ゼブル「貴様・・・・・・なぜあの姿のままここにいる?」
苦笑けながら言うゼブル。表情を一切変えずに、ムーンは答える。
ムーン「・・・・腐心の拳、いや、腐心の薬・・・それが薬だと気づいたのは、デュアルの状態を見てだね。なぜあんなに苦しんでいたか?君ならわかるだろう?」
ゼブル「俺は腐心の薬は先ほどまでは討っていない。だが・・・・
ムーン「だが、剣を腹に突き刺した。それでも、デュアルは格闘家なので、見切れて気をバリア状にはったんだ。」
ゼブル「そこまででは、本当の秘密は気づいてないようだな。」
ムーン「いや・・・・・・・」
月が一瞬雲に隠れて見えなくなる。辺りは真っ暗で、ほぼ何も見えない状況だ。ムーンは続ける。

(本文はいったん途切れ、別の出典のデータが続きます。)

use calclog::{
    error::CalcError,
    operations::{evaluate, round_to},
    types::{Operation, UnknownOperation},
};

fn eval(op: Operation, operands: &[f64]) -> Result<f64, CalcError> {
    evaluate(op, operands, 2).map(|(_, result)| result)
}

#[test]
fn binary_operations_compute_directly() {
    assert_eq!(eval(Operation::Add, &[2.0, 3.0]).unwrap(), 5.0);
    assert_eq!(eval(Operation::Subtract, &[2.0, 3.0]).unwrap(), -1.0);
    assert_eq!(eval(Operation::Multiply, &[2.5, 4.0]).unwrap(), 10.0);
    assert_eq!(eval(Operation::Divide, &[7.0, 2.0]).unwrap(), 3.5);
    assert_eq!(eval(Operation::Power, &[2.0, 8.0]).unwrap(), 256.0);
    assert_eq!(eval(Operation::Modulus, &[10.0, 3.0]).unwrap(), 1.0);
}

#[test]
fn modulus_takes_sign_of_divisor() {
    assert_eq!(eval(Operation::Modulus, &[-7.0, 3.0]).unwrap(), 2.0);
    assert_eq!(eval(Operation::Modulus, &[7.0, -3.0]).unwrap(), -2.0);
    assert_eq!(eval(Operation::Modulus, &[6.0, 3.0]).unwrap(), 0.0);
}

#[test]
fn roots() {
    assert_eq!(eval(Operation::Root, &[16.0]).unwrap(), 4.0);
    assert_eq!(eval(Operation::Root, &[27.0, 3.0]).unwrap(), 3.0);
    assert_eq!(eval(Operation::Root, &[-8.0, 3.0]).unwrap(), -2.0);
}

#[test]
fn domain_errors() {
    for (op, operands) in [
        (Operation::Divide, vec![5.0, 0.0]),
        (Operation::Modulus, vec![5.0, 0.0]),
        (Operation::Modulus, vec![5.5, 2.0]),
        (Operation::Root, vec![9.0, 0.0]),
        (Operation::Root, vec![-4.0]),
        (Operation::Root, vec![-16.0, 4.0]),
        (Operation::Root, vec![-8.0, 1.5]),
        (Operation::Power, vec![0.0, -1.0]),
        (Operation::Power, vec![-8.0, 0.5]),
        (Operation::Power, vec![10.0, 400.0]),
    ] {
        assert!(
            matches!(eval(op, &operands), Err(CalcError::Domain(_))),
            "{op} {operands:?} should be a domain error"
        );
    }
}

#[test]
fn validation_errors() {
    assert!(matches!(eval(Operation::Add, &[1.0]), Err(CalcError::Validation(_))));
    assert!(matches!(eval(Operation::Negate, &[1.0, 2.0]), Err(CalcError::Validation(_))));
    assert!(matches!(eval(Operation::Root, &[]), Err(CalcError::Validation(_))));
    assert!(matches!(
        eval(Operation::Add, &[f64::INFINITY, 1.0]),
        Err(CalcError::Validation(_))
    ));
}

#[test]
fn names_parse_case_insensitively() {
    assert_eq!(" Divide ".parse::<Operation>().unwrap(), Operation::Divide);
    let err = "sqrt".parse::<Operation>().unwrap_err();
    assert_eq!(err, UnknownOperation("sqrt".to_string()));
    assert_eq!(err.to_string(), "unknown operation 'sqrt'");
    for op in Operation::ALL {
        assert_eq!(op.name().parse::<Operation>().unwrap(), op);
    }
}

#[test]
fn rounding_is_half_away_from_zero_and_normalises_negative_zero() {
    assert_eq!(round_to(2.345, 1), 2.3);
    assert_eq!(round_to(0.125, 2), 0.13);
    assert_eq!(round_to(-0.125, 2), -0.13);
    assert_eq!(round_to(1.0 / 3.0, 0), 0.0);
    assert!(round_to(-0.001, 2).is_sign_positive());
    assert_eq!(round_to(1e300, 2), 1e300);
}

#[test]
fn huge_precision_leaves_value_unrounded() {
    let third = 1.0 / 3.0;
    assert_eq!(round_to(third, u32::MAX), third);
    assert_eq!(round_to(third, i32::MAX as u32 + 1), third);
}
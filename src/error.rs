//! Error taxonomy for calculator commands.

use thiserror::Error;

use crate::persist::PersistError;

/// Errors returned by the calculator command surface.
///
/// None of these are fatal: the caller reports them and keeps going.
#[derive(Debug, Error)]
pub enum CalcError {
    /// Malformed input: non-finite operand, wrong operand count, unparsable text.
    #[error("invalid input: {0}")]
    Validation(String),

    /// The operation is mathematically undefined for these operands.
    #[error("math error: {0}")]
    Domain(String),

    /// The operation name is not in the registry.
    #[error("unsupported operation '{name}' (available: {available})")]
    InvalidOperation {
        /// Name as given by the caller.
        name: String,
        /// Registered operation names.
        available: String,
    },

    /// Undo stack is empty.
    #[error("nothing to undo")]
    NothingToUndo,

    /// Redo stack is empty.
    #[error("nothing to redo")]
    NothingToRedo,

    /// Save or load was requested without a persistence sink.
    #[error("no history file is attached")]
    NoSink,

    /// Persistence failed.
    #[error(transparent)]
    Persist(#[from] PersistError),
}

impl CalcError {
    /// Shorthand for [`CalcError::Validation`].
    pub fn validation(msg: impl Into<String>) -> Self {
        Self::Validation(msg.into())
    }

    /// Shorthand for [`CalcError::Domain`].
    pub fn domain(msg: impl Into<String>) -> Self {
        Self::Domain(msg.into())
    }
}

impl From<crate::types::UnknownOperation> for CalcError {
    fn from(value: crate::types::UnknownOperation) -> Self {
        Self::InvalidOperation {
            name: value.0,
            available: crate::types::Operation::available(),
        }
    }
}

ムーン「剣を跳ね返せるほどの力があると分かっていたのなら、君は有利にするため、腐心の薬を討ったはずだ。でも、討たなかった。なぜか?それは・・・」
再び月が姿を現す。と、同時に、ゼブルの視界からムーンはいなくなっていた。
ゼブル「逃げた・・・・・のか?」
ムーン「それは・・・・・腐心の薬は、一回討ったら二度と効かない!そして、拳の技だったら、無制限にうてるはず。」
ゼブル「どこだ?」
ムーン「そうさ、お前の薬は、もう・・・・・・・きれている」
その言葉とほぼ同時に、ゼブルは空中へ蹴りあがる。
ゼブル「懐か!」
ムーン「君?この言葉を知ってるかい?「毒をもって毒を制す」。そう、まさに・・・・」
ゼブルは後ろから真下に蹴り飛ばされ、地面に叩きつけられる。ムーンは目の前に来る。
ゼブル「貴様のような餓鬼の事をいうんだろう?」
ムーン「そうだよ。じゃあ、真面目に勝負と行こうか?」
ゼブル「一つ聞く。なぜ、泉は俺が封じたはずなのに、姿が変わっているのだ?」
先ほども言ったとおり、ムーンは幼体から成体になっていたのだ。主流山の泉はゼブルがふさいでしまった。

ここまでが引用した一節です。